= Beginning of Section =

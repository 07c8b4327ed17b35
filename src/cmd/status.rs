// ============================================================================
// src/cmd/status.rs – Read-only report of the boot pipeline state
// ============================================================================

use crate::cmd::Session;
use crate::distro::DistroRelease;
use crate::dracut::{self, BootModuleState};
use crate::grub::{self, BootLoaderEnvironment};
use crate::layout::SystemLayout;
use crate::ui::{flag_label, UX};
use anyhow::{Context, Result};
use serde::Serialize;
use std::path::PathBuf;

#[derive(Debug, Clone, Serialize)]
pub struct StatusReport {
    pub state: BootModuleState,
    pub legacy_markers: usize,
    pub mapping: String,
    pub mapping_active: bool,
    pub module_dir: PathBuf,
    pub boot_loaders: Vec<BootLoaderEnvironment>,
    pub release: DistroRelease,
    pub patching_applicable: bool,
    pub online_encryption: bool,
}

/// Never fails: every field is an existence check or a pure derivation.
pub fn collect(layout: &SystemLayout, release: &DistroRelease) -> StatusReport {
    StatusReport {
        state: dracut::classify(layout),
        legacy_markers: dracut::legacy_markers_present(layout),
        mapping: layout.mapping_name().to_string(),
        mapping_active: layout.mapping_node().exists(),
        module_dir: layout.unlock_module_dir(),
        boot_loaders: grub::discover(layout),
        release: release.clone(),
        patching_applicable: release.supports_module_patching(),
        online_encryption: release.supports_online_encryption(),
    }
}

pub fn run(ui: &UX, session: &Session, json: bool) -> Result<()> {
    let report = collect(&session.layout, &session.release);

    if json {
        let rendered = serde_json::to_string_pretty(&report).context("serialize status")?;
        println!("{rendered}");
        return Ok(());
    }

    ui.phase("Boot pipeline status");
    ui.data_panel(
        "Summary",
        &[
            ("State", report.state.label().to_string()),
            ("Legacy markers", format!("{}/3", report.legacy_markers)),
            (
                "Mapping",
                format!("{} (active: {})", report.mapping, flag_label(report.mapping_active)),
            ),
            ("Module dir", report.module_dir.display().to_string()),
            (
                "Release",
                format!("{} {}", report.release.id, report.release.version),
            ),
            ("Patching applies", flag_label(report.patching_applicable)),
            ("Online encryption", flag_label(report.online_encryption)),
        ],
    );

    if report.boot_loaders.is_empty() {
        ui.warn("No usable boot-loader environment (grub.cfg + grubenv) found.");
    }
    for env in &report.boot_loaders {
        ui.note(&format!("{} | {}", env.config.display(), env.env.display()));
    }
    if report.legacy_markers > 0 && report.state != BootModuleState::LegacyPatched {
        ui.warn("Partial legacy patch detected; inspect lib/dracut/modules.d/90crypt by hand.");
    }
    Ok(())
}

#[cfg(test)]
mod tests {
    use super::*;
    use crate::dracut::testutil::{layout, touch};
    use tempfile::TempDir;

    #[test]
    fn status_reflects_filesystem() {
        let root = TempDir::new().unwrap();
        let layout = layout(root.path());
        touch(&layout.udev_rule(), "rule\n");
        touch(&layout.mapping_node(), "");
        let (config, env) = layout.boot_loader_candidates().remove(1);
        touch(&config, "");
        touch(&env, "");

        let report = collect(&layout, &DistroRelease::parse_version("7.9").unwrap());

        assert_eq!(report.state, BootModuleState::ModulePresent);
        assert!(report.mapping_active);
        assert_eq!(report.boot_loaders.len(), 1);
        assert!(report.patching_applicable);
        assert!(!report.online_encryption);

        let json = serde_json::to_value(&report).unwrap();
        assert_eq!(json["state"], "module-present");
    }
}
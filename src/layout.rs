// ============================================================================
// src/layout.rs – Well-known filesystem locations, anchored at a root prefix
// ============================================================================

use crate::config::Config;
use std::path::{Path, PathBuf};

const DRACUT_MODULES_DIR: &str = "lib/dracut/modules.d";
const CRYPT_MODULE: &str = "90crypt";
const LVM_PREFERRED_SLOT: &str = "90lvm";
const LVM_LEGACY_SLOT: &str = "91lvm";
const GRUB_DEFAULTS: &str = "etc/default/grub";
const CRYPTTAB: &str = "etc/crypttab";
const KERNEL_RELEASE: &str = "proc/sys/kernel/osrelease";
const PRIMARY_GRUB_CFG: &str = "boot/grub2/grub.cfg";
const AUDIT_LOG: &str = "var/log/bootpatch.log";

/// The three 90crypt scripts the legacy patch rewrote (each left a `.orig`).
pub const LEGACY_PATCHED_SCRIPTS: [&str; 3] =
    ["cryptroot-ask.sh", "module-setup.sh", "parse-crypt.sh"];

/// (grub.cfg, grubenv) pairs for the BIOS and UEFI installs.
const BOOT_LOADER_CANDIDATES: [(&str, &str); 2] = [
    ("boot/grub2/grub.cfg", "boot/grub2/grubenv"),
    ("boot/efi/EFI/redhat/grub.cfg", "boot/efi/EFI/redhat/grubenv"),
];

#[derive(Debug, Clone)]
pub struct SystemLayout {
    root: PathBuf,
    mapping_name: String,
    module_name: String,
    udev_rule: String,
}

impl SystemLayout {
    pub fn new(
        root: impl Into<PathBuf>,
        mapping_name: impl Into<String>,
        module_name: impl Into<String>,
        udev_rule: impl Into<String>,
    ) -> Self {
        Self {
            root: root.into(),
            mapping_name: mapping_name.into(),
            module_name: module_name.into(),
            udev_rule: udev_rule.into(),
        }
    }

    pub fn from_config(cfg: &Config) -> Self {
        Self::new(
            &cfg.system.root,
            &cfg.system.mapping_name,
            &cfg.unlock_module.name,
            &cfg.unlock_module.udev_rule,
        )
    }

    /// External tools always act on the running system, so commands that
    /// run them only make sense when the layout is anchored at `/`.
    pub fn is_live_root(&self) -> bool {
        self.root == Path::new("/")
    }

    pub fn root(&self) -> &Path {
        &self.root
    }

    pub fn mapping_name(&self) -> &str {
        &self.mapping_name
    }

    pub fn modules_dir(&self) -> PathBuf {
        self.root.join(DRACUT_MODULES_DIR)
    }

    pub fn crypt_module_dir(&self) -> PathBuf {
        self.modules_dir().join(CRYPT_MODULE)
    }

    /// (patched script, its `.orig` backup) for each legacy-patched file.
    pub fn legacy_script_pairs(&self) -> Vec<(PathBuf, PathBuf)> {
        let dir = self.crypt_module_dir();
        LEGACY_PATCHED_SCRIPTS
            .iter()
            .map(|name| (dir.join(name), dir.join(format!("{name}.orig"))))
            .collect()
    }

    pub fn lvm_preferred_slot(&self) -> PathBuf {
        self.modules_dir().join(LVM_PREFERRED_SLOT)
    }

    pub fn lvm_legacy_slot(&self) -> PathBuf {
        self.modules_dir().join(LVM_LEGACY_SLOT)
    }

    pub fn unlock_module_dir(&self) -> PathBuf {
        self.modules_dir().join(&self.module_name)
    }

    pub fn udev_rule(&self) -> PathBuf {
        self.unlock_module_dir().join(&self.udev_rule)
    }

    /// Sibling the next module copy is assembled in. Dot-prefixed, so
    /// dracut never picks it up as a module.
    pub fn unlock_module_staging_dir(&self) -> PathBuf {
        self.modules_dir().join(format!(".{}.staging", self.module_name))
    }

    /// Where the live module is parked while the staged copy moves in.
    pub fn unlock_module_retired_dir(&self) -> PathBuf {
        self.modules_dir().join(format!(".{}.retired", self.module_name))
    }

    pub fn grub_defaults(&self) -> PathBuf {
        self.root.join(GRUB_DEFAULTS)
    }

    pub fn crypttab(&self) -> PathBuf {
        self.root.join(CRYPTTAB)
    }

    pub fn mapping_node(&self) -> PathBuf {
        self.root.join("dev/mapper").join(&self.mapping_name)
    }

    pub fn kernel_release(&self) -> PathBuf {
        self.root.join(KERNEL_RELEASE)
    }

    pub fn primary_grub_cfg(&self) -> PathBuf {
        self.root.join(PRIMARY_GRUB_CFG)
    }

    pub fn boot_loader_candidates(&self) -> Vec<(PathBuf, PathBuf)> {
        BOOT_LOADER_CANDIDATES
            .iter()
            .map(|(cfg, env)| (self.root.join(cfg), self.root.join(env)))
            .collect()
    }

    pub fn audit_log(&self) -> PathBuf {
        self.root.join(AUDIT_LOG)
    }
}
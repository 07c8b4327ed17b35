// ============================================================================
// src/host.rs – Injected dependencies shared by every patching component
// ============================================================================

use crate::cmd::{Gateway, Invocation, OutputData};
use crate::config::Timeouts;
use crate::distro::ToolPaths;
use crate::error::PatchResult;
use crate::layout::SystemLayout;
use crate::util::audit::audit_log;
use std::path::Path;

#[derive(Clone, Copy)]
pub struct Host<'a> {
    pub gateway: &'a dyn Gateway,
    pub tools: &'a ToolPaths,
    pub layout: &'a SystemLayout,
    pub timeouts: &'a Timeouts,
}

impl<'a> Host<'a> {
    pub fn new(
        gateway: &'a dyn Gateway,
        tools: &'a ToolPaths,
        layout: &'a SystemLayout,
        timeouts: &'a Timeouts,
    ) -> Self {
        Self {
            gateway,
            tools,
            layout,
            timeouts,
        }
    }

    /// Read-only query; a non-zero exit is returned to the caller as data.
    pub fn query<I, S>(&self, program: &Path, args: I) -> PatchResult<OutputData>
    where
        I: IntoIterator<Item = S>,
        S: Into<String>,
    {
        self.gateway
            .run(&Invocation::new(program, args, self.timeouts.query()))
    }

    /// Read-only query that must succeed.
    pub fn query_checked<I, S>(&self, program: &Path, args: I) -> PatchResult<OutputData>
    where
        I: IntoIterator<Item = S>,
        S: Into<String>,
    {
        self.gateway
            .run_checked(&Invocation::new(program, args, self.timeouts.query()))
    }

    /// System-mutating command that must succeed.
    pub fn mutate<I, S>(&self, program: &Path, args: I) -> PatchResult<OutputData>
    where
        I: IntoIterator<Item = S>,
        S: Into<String>,
    {
        self.gateway
            .run_checked(&Invocation::new(program, args, self.timeouts.command()))
    }

    pub fn audit(&self, event: &str, detail: &str) {
        audit_log(&self.layout.audit_log(), event, detail);
    }
}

= End of Section =

■ **PROBLEM TO SOLVE**
Every line in the data that holds the string "TempDir" should be copied.

■ **SOLUTION**
    use tempfile::TempDir;
        let root = TempDir::new().unwrap();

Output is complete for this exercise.